Turner spent most of his career with the New York Jets. In 1963, his first year with the team, Turner was selected to the AFL All-Star Game after catching 71 receptions for 1,009 yards, with 6 touchdowns. Turner received 14 kick returns for 299 yards, as well. Along with being an All-Star, Turner was selected as the team MVP. In 1964, Turner caught 58 passes for 974 yards and 9 touchdowns. In 1965, Turner caught 31 passes for 402 yards and 2 touchdowns and returned 18 kicks for 402 yards. In 1966, Turner caught 7 passes for 115 yards, returned 10 punts for 60 yards, and returned 2 kicks for 50 yards. In 1967, Turner caught only 3 passes for 40 yards and returned 4 kicks for 40 yards. In the Jets' Super Bowl-winning season in 1968, Turner caught 10 passes for 241 yards and 2 touchdowns and returned 14 kicks for 319 yards. In Turner's final season as a Jet in 1969, Turner caught 11 passes for 221 yards and 3 touchdowns and returned 3 kicks for 74 yards.

=== Boston Patriots ===
After the 1969 season, Turner was traded to the Boston Patriots, where he spent one season. That season was a fairly successful one, with 28 receptions for 428 yards and 2 touchdowns.

===Jets (second stint) and retirement===
Turner rejoined the Jets the ensuing offseason, but chose to retire when it became clear he would otherwise have been cut prior to Week 1. "Oh, I've had bout enough football anyway," he told George Vecsey of The New York Times at the time. "This will just give me more time for my singing. Besides, if somebody gets hurt, I told Weeb (Ewbank, the Jets coach) I'd be the first one to offer to help.”

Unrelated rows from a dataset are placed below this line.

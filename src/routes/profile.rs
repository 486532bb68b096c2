use axum::extract::State;
use axum::response::IntoResponse;
use axum::routing::{get, put};
use axum::{Extension, Router};
use serde::{Deserialize, Serialize};

use crate::auth::AuthUser;
use crate::db::operations::user::UserRecord;
use crate::response::{ok, AppError};
use crate::routes::JsonOrForm;
use crate::services::progress::{self as progress_service, Achievement};
use crate::services::user::{self as user_service, ProfilePatch, UserStatistics};
use crate::state::AppState;

pub fn router() -> Router<AppState> {
    Router::new()
        .route("/", get(profile).put(update_profile))
        .route("/password", put(change_password))
}

#[derive(Serialize)]
#[serde(rename_all = "camelCase")]
struct ProfileResponse {
    user: UserRecord,
    statistics: UserStatistics,
    achievements: Vec<Achievement>,
}

#[derive(Debug, Default, Deserialize)]
#[serde(rename_all = "camelCase", default)]
struct ChangePasswordRequest {
    #[serde(alias = "current_password")]
    current_password: Option<String>,
    #[serde(alias = "new_password")]
    new_password: Option<String>,
    #[serde(alias = "confirm_password")]
    confirm_password: Option<String>,
}

#[derive(Serialize)]
struct MessageResponse {
    message: &'static str,
}

async fn profile(
    State(state): State<AppState>,
    Extension(user): Extension<AuthUser>,
) -> Result<impl IntoResponse, AppError> {
    let record = user_service::load_user(state.db(), user.id).await?;
    let statistics = user_service::user_statistics(state.db(), state.rules(), user.id).await?;
    let achievements = progress_service::achievements(state.db(), user.id).await?;
    Ok(ok(ProfileResponse {
        user: record,
        statistics,
        achievements,
    }))
}

async fn update_profile(
    State(state): State<AppState>,
    Extension(user): Extension<AuthUser>,
    JsonOrForm(patch): JsonOrForm<ProfilePatch>,
) -> Result<impl IntoResponse, AppError> {
    Ok(ok(
        user_service::update_profile(state.db(), user.id, patch).await?,
    ))
}

async fn change_password(
    State(state): State<AppState>,
    Extension(user): Extension<AuthUser>,
    JsonOrForm(body): JsonOrForm<ChangePasswordRequest>,
) -> Result<impl IntoResponse, AppError> {
    let current = body.current_password.unwrap_or_default();
    let new_password = body.new_password.unwrap_or_default();
    if current.is_empty() || new_password.is_empty() {
        return Err(AppError::validation(
            "currentPassword and newPassword are required",
        ));
    }
    if let Some(confirm) = body.confirm_password.as_deref() {
        if confirm != new_password {
            return Err(AppError::validation("Passwords do not match"));
        }
    }

    user_service::change_password(
        state.db(),
        state.config().auth.bcrypt_cost,
        user.id,
        &current,
        &new_password,
    )
    .await?;
    Ok(ok(MessageResponse {
        message: "Password updated, please log in again",
    }))
}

==NFL/AFL career statistics==

Legend
|  | Won the Super Bowl |
| Bold | Career high |

=== Regular season ===

| Year | Team | Games |  | Receiving |  |  |  |  |
| GP | GS | Rec | Yds | Avg | Lng | TD |
| 1962 | BAL | 14 | 0 | 1 | 111 | 111.0 | 74 | 1 |
| 1963 | NYJ | 14 | 14 | 71 | 1,009 | 14.2 | 53 | 6 |
| 1964 | NYJ | 14 | 14 | 58 | 974 | 16.8 | 71 | 9 |
| 1965 | NYJ | 13 | 6 | 31 | 402 | 13.0 | 62 | 2 |
| 1966 | NYJ | 14 | 0 | 7 | 115 | 16.4 | 42 | 0 |
| 1967 | NYJ | 8 | 0 | 3 | 40 | 13.3 | 22 | 0 |
| 1968 | NYJ | 13 | 1 | 10 | 241 | 24.1 | 71 | 2 |
| 1969 | NYJ | 14 | 3 | 11 | 221 | 20.1 | 54 | 3 |
| 1970 | BOS | 14 | 13 | 28 | 428 | 15.3 | 43 | 2 |
|  |  | 118 | 51 | 220 | 3,541 | 16.1 | 74 | 25 |

=== Playoffs ===

| Year | Team | Games |  | Receiving |  |  |  |  |
| GP | GS | Rec | Yds | Avg | Lng | TD |
| 1968 | NYJ | 2 | 0 | 0 | 0 | 0.0 | 0 | 0 |
| 1969 | NYJ | 1 | 1 | 2 | 25 | 12.5 | 17 | 0 |
|  |  | 3 | 1 | 2 | 25 | 12.5 | 17 | 0 |

== Music career ==
Even before retiring from the NFL, Turner began pursuing a career as a country musician, recording a demo called "Violation" in 1966 and releasing at least two singles through Kapp Records in 1969, Who Put The Leaving In Your Eyes / Hold Me Tight and Is Anybody Going to San Antone.

As of 2019, at 79 years old, he was still performing — with his Super Bowl ring on his finger.